Review Summary: I think they like George McGovern.2 of 2 thought this review was well written
Arroyo means brook in Spanish. It also sounds like a company that would manufacture rice or something of the like.
However, this Arroyo is not Spanish, nor is this Arroyo a rice manufacturing company. This Arroyo is a post-hardcore/post-rock band hailing from Germany. Their songs consist of long and lush instrumental intros, occasional voice samples, and intense screaming. It is hard to categorize them, as they could be among the genres of post-rock, post-hardcore, or even some style of screamo. However, undefinable bands are usually the best because of how they tend to set out on their own careening journeys. Arroyo happens to be one of those somewhat undefinable bands.
This small EP contains only two songs. However, each song is over ten minutes long. In fact, the intro track," Paranorm" comes in at a whopping sixteen minutes and twenty one seconds. Due to this fact, Individuum & Massen
hits the thirty minute mark, which is quite impressive for an EP containing only two songs. Of course, if one is not used to long-winded tracks, they may initially fear that this EP will be sluggish and boring. However, Arroyo manages to tie everything in their songs together efficiently and effectively. This small release does not contain a single second of waste. Every moment has a sense of meaning, every single moment, even the last second.
Individuum & Massen
opens up with," Paranorm." This track contains a six minute long voice sample from a political speech about a politician known as George McGovern. It goes on and on about how great George McGovern is, and how great he would be as president in place of JFK. Under the voice of the political speaker, subtle electric guitars pluck away and crisp drum beats keep the rhythm. Of course, as is the case in most post-rock songs, the instruments layer and build. Eventually, they hit the climax at the end of the speech and break down, only to lead up to the vocalist's introduction. He screams in German, rendering the lyrics indiscernible. However, he sounds so good. The last eight minutes of the song are made up of this screaming and the instrumentalists' post-rock riffs. "Paranorm" then closes.

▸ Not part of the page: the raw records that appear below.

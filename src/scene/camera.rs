//! Camera component

use glam::{Mat4, Vec3, Vec4Swizzles};

/// Camera projection type
#[derive(Debug, Clone, Copy, PartialEq)]
pub enum Projection {
    Perspective {
        fov_y: f32,
        aspect: f32,
        near: f32,
        far: f32,
    },
    Orthographic {
        left: f32,
        right: f32,
        bottom: f32,
        top: f32,
        near: f32,
        far: f32,
    },
}

impl Default for Projection {
    fn default() -> Self {
        Projection::Perspective {
            fov_y: std::f32::consts::FRAC_PI_4,
            aspect: 16.0 / 9.0,
            near: 0.1,
            far: 1000.0,
        }
    }
}

impl Projection {
    pub fn perspective(fov_y_degrees: f32, aspect: f32, near: f32, far: f32) -> Self {
        Projection::Perspective {
            fov_y: fov_y_degrees.to_radians(),
            aspect,
            near,
            far,
        }
    }

    pub fn orthographic(width: f32, height: f32, near: f32, far: f32) -> Self {
        let (half_w, half_h) = (width / 2.0, height / 2.0);
        Projection::Orthographic {
            left: -half_w,
            right: half_w,
            bottom: -half_h,
            top: half_h,
            near,
            far,
        }
    }

    /// Right-handed projection with a [0, 1] depth range
    pub fn matrix(&self) -> Mat4 {
        match *self {
            Projection::Perspective {
                fov_y,
                aspect,
                near,
                far,
            } => Mat4::perspective_rh(fov_y, aspect, near, far),
            Projection::Orthographic {
                left,
                right,
                bottom,
                top,
                near,
                far,
            } => Mat4::orthographic_rh(left, right, bottom, top, near, far),
        }
    }

    pub fn near(&self) -> f32 {
        match *self {
            Projection::Perspective { near, .. } | Projection::Orthographic { near, .. } => near,
        }
    }

    pub fn far(&self) -> f32 {
        match *self {
            Projection::Perspective { far, .. } | Projection::Orthographic { far, .. } => far,
        }
    }

    /// Same projection with a different depth range
    pub fn with_range(&self, near: f32, far: f32) -> Self {
        let mut out = *self;
        match &mut out {
            Projection::Perspective { near: n, far: f, .. } | Projection::Orthographic { near: n, far: f, .. } => {
                *n = near;
                *f = far;
            }
        }
        out
    }

    pub fn set_aspect(&mut self, aspect: f32) {
        if let Projection::Perspective { aspect: a, .. } = self {
            *a = aspect;
        }
    }
}

/// Camera attached to a scene node.
///
/// The view is derived from the node's world transform on every scene update;
/// the camera looks down its node's -Z axis.
#[derive(Debug, Clone, PartialEq)]
pub struct Camera {
    pub projection: Projection,
    view: Mat4,
    position: Vec3,
}

impl Default for Camera {
    fn default() -> Self {
        Self::new(Projection::default())
    }
}

impl Camera {
    pub fn new(projection: Projection) -> Self {
        Self {
            projection,
            view: Mat4::IDENTITY,
            position: Vec3::ZERO,
        }
    }

    /// Derive the view from the owning node's world transform
    pub fn update_from_world(&mut self, world: Mat4) {
        self.view = world.inverse();
        self.position = world.w_axis.xyz();
    }

    pub fn position(&self) -> Vec3 {
        self.position
    }

    pub fn view_matrix(&self) -> Mat4 {
        self.view
    }

    pub fn projection_matrix(&self) -> Mat4 {
        self.projection.matrix()
    }

    pub fn view_projection_matrix(&self) -> Mat4 {
        self.projection_matrix() * self.view
    }

    pub fn inverse_view_projection_matrix(&self) -> Mat4 {
        self.view_projection_matrix().inverse()
    }

    pub fn near(&self) -> f32 {
        self.projection.near()
    }

    pub fn far(&self) -> f32 {
        self.projection.far()
    }

    /// World-space corners of the view frustum between two view distances
    pub fn frustum_corners(&self, near: f32, far: f32) -> [Vec3; 8] {
        let inverse = (self.projection.with_range(near, far).matrix() * self.view).inverse();
        let mut corners = [Vec3::ZERO; 8];
        for (i, corner) in corners.iter_mut().enumerate() {
            let x = if i & 1 == 0 { -1.0 } else { 1.0 };
            let y = if i & 2 == 0 { -1.0 } else { 1.0 };
            let z = if i & 4 == 0 { 0.0 } else { 1.0 };
            *corner = inverse.project_point3(Vec3::new(x, y, z));
        }
        corners
    }

    pub fn set_aspect(&mut self, width: f32, height: f32) {
        if height > 0.0 {
            self.projection.set_aspect(width / height);
        }
    }
}

#[cfg(test)]
mod tests {
    use super::*;

    #[test]
    fn test_view_follows_world() {
        let mut camera = Camera::default();
        camera.update_from_world(Mat4::from_translation(Vec3::new(0.0, 2.0, 5.0)));
        assert_eq!(camera.position(), Vec3::new(0.0, 2.0, 5.0));
        let origin = camera.view_matrix().transform_point3(Vec3::new(0.0, 2.0, 0.0));
        assert!(origin.abs_diff_eq(Vec3::new(0.0, 0.0, -5.0), 1e-5));
    }

    #[test]
    fn test_frustum_corners_span_range() {
        let mut camera = Camera::new(Projection::perspective(90.0, 1.0, 0.1, 100.0));
        camera.update_from_world(Mat4::IDENTITY);
        let corners = camera.frustum_corners(1.0, 10.0);
        assert!((corners[0].z + 1.0).abs() < 1e-4);
        assert!((corners[7].z + 10.0).abs() < 1e-3);
        // 90 degree fov: half width equals distance
        assert!((corners[7].x - 10.0).abs() < 1e-3);
    }
}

Closing the album is:" Kanaan." It lacks the long voice sample, but it is not absent of one. For a few minutes an unknown, and unintelligible voice sample comes in. The content of this short voice sample remains unknown, but it adds an interesting element to the song. The formula that was present in " Paranorm" is somewhat lost in this song. This is not a bad thing, of course, as it adds variety. After a purely instrumental opening, the guitars switch from a sweet, resonating sound, to crushing power chords. Accompanying this sudden shift in the song's focus are a short burst of screams emitted by the vocalist. The vocalist then speaks in a muted tone, and the resonating guitars make themselves known again. Silence ensues, and then the band hits full throttle. Screaming, heavy drumming, crashing cymbals, massive guitar walls, and spoken vocals. This is Arroyo in full force. It is absolutely beautiful, it is one of the greatest climaxes that I have ever heard in a song. Slowly, the song breaks down, the vocalist speaks a few half-yelled verses and a long, gorgeous, post-rock outro takes the last seven minutes of the EP to its silent close.
This small EP is one of the most incredible entries in music that I have heard for quite a long time. Check these German musicians out, it is far beyond worth it. This is a work of art.